Adding a new sheet is not a problem

rgds
0
 
SiddharthRoutCommented:
Is this what you want?

Please run the macro "Sample" in the attachment. The output will be generated in a new sheet called Output.

HTH

Sid

Code Used

Sub Sample()
    Dim i As Long, j As Long, k As Long, LastRow As Long, r As Long, pos As Long
    Dim ws1 As Worksheet, ws2 As Worksheet
    Dim HashArray() As String, StarArray() As String
    Dim strTemp As String
    
    On Error Resume Next
    Application.DisplayAlerts = False
    Sheets("Output").Delete
    Application.DisplayAlerts = True
    On Error GoTo 0
    
    Set ws1 = Sheets("Raw Data")
    Set ws2 = Sheets.Add
    ws2.Name = "Output"
    
    LastRow = ws1.Range("A" & Rows.Count).End(xlUp).Row
    
    r = 1
    
    For i = 1 To LastRow
        If InStr(1, ws1.Range("B" & i).Value, "#") Or InStr(1, ws1.Range("B" & i).Value, "*") Then
            strTemp = ws1.Range("A" & i).Value
            ws2.Range("A" & r).Value = ws1.Range("A" & i).Value
            HashArray = Split(ws1.Range("B" & i).Value, "#")
            For j = 0 To UBound(HashArray) - 1
                If InStr(1, HashArray(j), "*") Then
                    StarArray = Split(HashArray(j), "*")
                    For k = 0 To UBound(StarArray)
                        If Left(StarArray(k), 1) = "," Then
                            ws2.Range("B" & r).Value = Mid(StarArray(k), 3)
                        Else
                            ws2.Range("B" & r).Value = StarArray(k)
                        End If
                        pos = InStr(1, ws1.Range("B" & i).Value, StarArray(k)) + Len(StarArray(k))
                        If Mid(ws1.Range("B" & i).Value, pos, 1) = "#" Then
                            ws2.Range("C" & r).Value = "EXT"
                        ElseIf Mid(ws1.Range("B" & i).Value, pos, 1) = "*" Then
                            ws2.Range("C" & r).Value = "INT"
                        End If
                        ws2.Range("A" & r).Value = strTemp
                        r = ws2.Range("B" & Rows.Count).End(xlUp).Row + 1
                    Next
                Else
                    If Left(HashArray(j), 1) = "," Then
                        ws2.Range("B" & r).Value = Mid(HashArray(j), 3)
                    Else
                        ws2.Range("B" & r).Value = HashArray(j)
                    End If
                    pos = InStr(1, ws1.Range("B" & i).Value, HashArray(k)) + Len(HashArray(k))
                    If Mid(ws1.Range("B" & i).Value, pos, 1) = "#" Then
                        ws2.Range("C" & r).Value = "EXT"
                    ElseIf Mid(ws1.Range("B" & i).Value, pos, 1) = "*" Then
                        ws2.Range("C" & r).Value = "INT"
                    End If
                    ws2.Range("A" & r).Value = strTemp
                    r = ws2.Range("B" & Rows.Count).End(xlUp).Row + 1
                End If
            Next
        End If
        r = ws2.Range("B" & Rows.Count).End(xlUp).Row + 1
    Next i
End Sub

Open in new window

ERA-EE.xlsm
0
Concerto's Cloud Advisory Services

Want to avoid the missteps to gaining all the benefits of the cloud? Learn more about the different assessment options from our Cloud Advisory team.

 
shaz0503Author Commented:
Thanks so much --

This worked in excellent in part...see attached file

There was an error saying 'subscript out of range'

You will see that only 64 rows of data are in the Output sheet.  There should be in excess of 3000.....

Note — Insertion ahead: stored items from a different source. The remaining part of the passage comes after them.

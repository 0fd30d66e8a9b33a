// Copyright 2024 The ChromiumOS Authors
// Use of this source code is governed by a BSD-style license that can be
// found in the LICENSE file.

//! H.266 NAL unit header and parameter set parsing.
//!
//! The VPS is parsed in full. SPS, PPS and picture headers are parsed as far as
//! needed to derive the picture order count of each picture.

use std::collections::BTreeMap;
use std::io::Cursor;

use bitreader::BitReader as HeaderReader;
use bytes::Buf;
use enumn::N;
use log::debug;

use crate::bitstream_utils::BitReader;
use crate::codec::h266::ptl::DpbParameters;
use crate::codec::h266::ptl::ProfileTierLevel;
use crate::codec::h266::vps::Vps;
use crate::codec::NalHeader;
use crate::codec::ParseError;
use crate::stream_info::cropped_size;
use crate::stream_info::sub_width_height_c;
use crate::stream_info::PixelFormat;
use crate::stream_info::Ratio;
use crate::stream_info::Resolution;
use crate::stream_info::StreamInfo;
use crate::trace::SyntaxTrace;
use crate::utils::nalu;
use crate::utils::nalu::Header;

/// sps_num_subpics_minus1 shall be in the range of 0 to MaxSlicesPerAu - 1.
const MAX_SUBPICS: u32 = 600;

/// Table 5 – NAL unit type codes and NAL unit type classes
#[derive(N, Clone, Copy, Debug, Default, PartialEq, Eq, PartialOrd, Ord)]
pub enum NaluType {
    #[default]
    TrailNut = 0,
    StsaNut = 1,
    RadlNut = 2,
    RaslNut = 3,
    RsvVcl4 = 4,
    RsvVcl5 = 5,
    RsvVcl6 = 6,
    IdrWRadl = 7,
    IdrNLp = 8,
    CraNut = 9,
    GdrNut = 10,
    RsvIrap11 = 11,
    OpiNut = 12,
    DciNut = 13,
    VpsNut = 14,
    SpsNut = 15,
    PpsNut = 16,
    PrefixApsNut = 17,
    SuffixApsNut = 18,
    PhNut = 19,
    AudNut = 20,
    EosNut = 21,
    EobNut = 22,
    PrefixSeiNut = 23,
    SuffixSeiNut = 24,
    FdNut = 25,
    RsvNvcl26 = 26,
    RsvNvcl27 = 27,
    Unspec28 = 28,
    Unspec29 = 29,
    Unspec30 = 30,
    Unspec31 = 31,
}

impl NaluType {
    pub fn is_idr(&self) -> bool {
        matches!(self, Self::IdrWRadl | Self::IdrNLp)
    }

    /// IDR and CRA pictures. The reserved IRAP type is not decodable.
    pub fn is_irap(&self) -> bool {
        matches!(self, Self::IdrWRadl | Self::IdrNLp | Self::CraNut)
    }

    pub fn is_gdr(&self) -> bool {
        matches!(self, Self::GdrNut)
    }

    pub fn is_radl(&self) -> bool {
        matches!(self, Self::RadlNut)
    }

    pub fn is_rasl(&self) -> bool {
        matches!(self, Self::RaslNut)
    }

    /// Coded slice NAL units of a defined type.
    pub fn is_slice(&self) -> bool {
        matches!(
            self,
            Self::TrailNut
                | Self::StsaNut
                | Self::RadlNut
                | Self::RaslNut
                | Self::IdrWRadl
                | Self::IdrNLp
                | Self::CraNut
                | Self::GdrNut
        )
    }
}

/// 7.3.1.2 NAL unit header syntax.
#[derive(Clone, Debug, Default, PartialEq, Eq)]
pub struct NaluHeader {
    type_: NaluType,
    /// The layer a VCL NAL unit belongs to, or the layer a non-VCL NAL unit
    /// applies to.
    nuh_layer_id: u8,
    nuh_temporal_id_plus1: u8,
}

impl NaluHeader {
    pub fn type_(&self) -> NaluType {
        self.type_
    }

    pub fn layer_id(&self) -> u8 {
        self.nuh_layer_id
    }

    pub fn temporal_id(&self) -> u8 {
        self.nuh_temporal_id_plus1 - 1
    }
}

impl Header for NaluHeader {
    fn parse<T: AsRef<[u8]>>(cursor: &Cursor<T>) -> Result<Self, ParseError> {
        let data = cursor.chunk();
        if data.len() < 2 {
            return Err(ParseError::MalformedNalHeader(format!(
                "{} bytes left for a 2 byte header",
                data.len()
            )));
        }

        let mut r = HeaderReader::new(&data[0..2]);

        if r.read_bool()? {
            return Err(ParseError::MalformedNalHeader(String::from(
                "forbidden_zero_bit is set",
            )));
        }

        // nuh_reserved_zero_bit
        r.skip(1)?;

        let nuh_layer_id = r.read_u8(6)?;
        let type_ = r.read_u8(5)?;
        let type_ = NaluType::n(type_).ok_or_else(|| {
            ParseError::MalformedNalHeader(format!("invalid nal_unit_type {}", type_))
        })?;

        let nuh_temporal_id_plus1 = r.read_u8(3)?;
        if nuh_temporal_id_plus1 == 0 {
            return Err(ParseError::MalformedNalHeader(String::from(
                "nuh_temporal_id_plus1 is 0",
            )));
        }

        Ok(Self {
            type_,
            nuh_layer_id,
            nuh_temporal_id_plus1,
        })
    }

    fn is_end(&self) -> bool {
        matches!(self.type_, NaluType::EosNut | NaluType::EobNut)
    }

    fn len(&self) -> usize {
        2
    }

    fn unit_type_id(&self) -> u8 {
        self.type_ as u8
    }

    fn layer_id(&self) -> u8 {
        self.nuh_layer_id
    }

    fn temporal_id(&self) -> u8 {
        self.nuh_temporal_id_plus1 - 1
    }

    fn is_parameter_set(&self) -> bool {
        matches!(
            self.type_,
            NaluType::VpsNut
                | NaluType::SpsNut
                | NaluType::PpsNut
                | NaluType::PrefixApsNut
                | NaluType::SuffixApsNut
        )
    }

    fn is_slice(&self) -> bool {
        self.type_.is_slice()
    }

    fn is_random_access(&self) -> bool {
        self.type_.is_irap()
    }
}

Also seems to be skipping some rows - see row three on teh raw data sheet is missing and so are rows 9, 10, 11.

Copy-of-ERA-2010---HASS-master-l.xls
0
 
SiddharthRoutCommented:
Looking at it now. Sorry I didn't have much data to test the macro with :)

Sid
0
 
SiddharthRoutCommented:
I found the error. I was assuming that the text will contain both # and * Where as in Line 12 it was just * :)

Please try this file. let me know if you see any discrepancies.

Sid
Raw-Data.xls
0
 
SiddharthRoutCommented:
No. Some are still missing. Let me recheck it

Sid
0
 
SiddharthRoutCommented:
Ok amended a small piece of code. Please try this file.

Sid
Raw-Data.xls
0
 
balatheexpertCommented:
SiddarthRout, u  r amazing yaar!!! whichever questions i open, u have already done it!! awesome...

u r the Expert!!!!
0
 
SiddharthRoutCommented:
Thanks Bala Bhai :)

Sid
0
 
shaz0503Author Commented:
SiddarthRout

Thank you so much - you have saved me so much time....I will now try this with all the columns of data (30 in total) and get back if any problems...

The only one I can see from what you have done is that the last row does not record and INT or EXT .... Does part of the code need to be 'extended'

rgds
0
 
SiddharthRoutCommented:
>>>I will now try this with all the columns of data (30 in total) and get back if any problems...

The will have to be amended for 30 columns :)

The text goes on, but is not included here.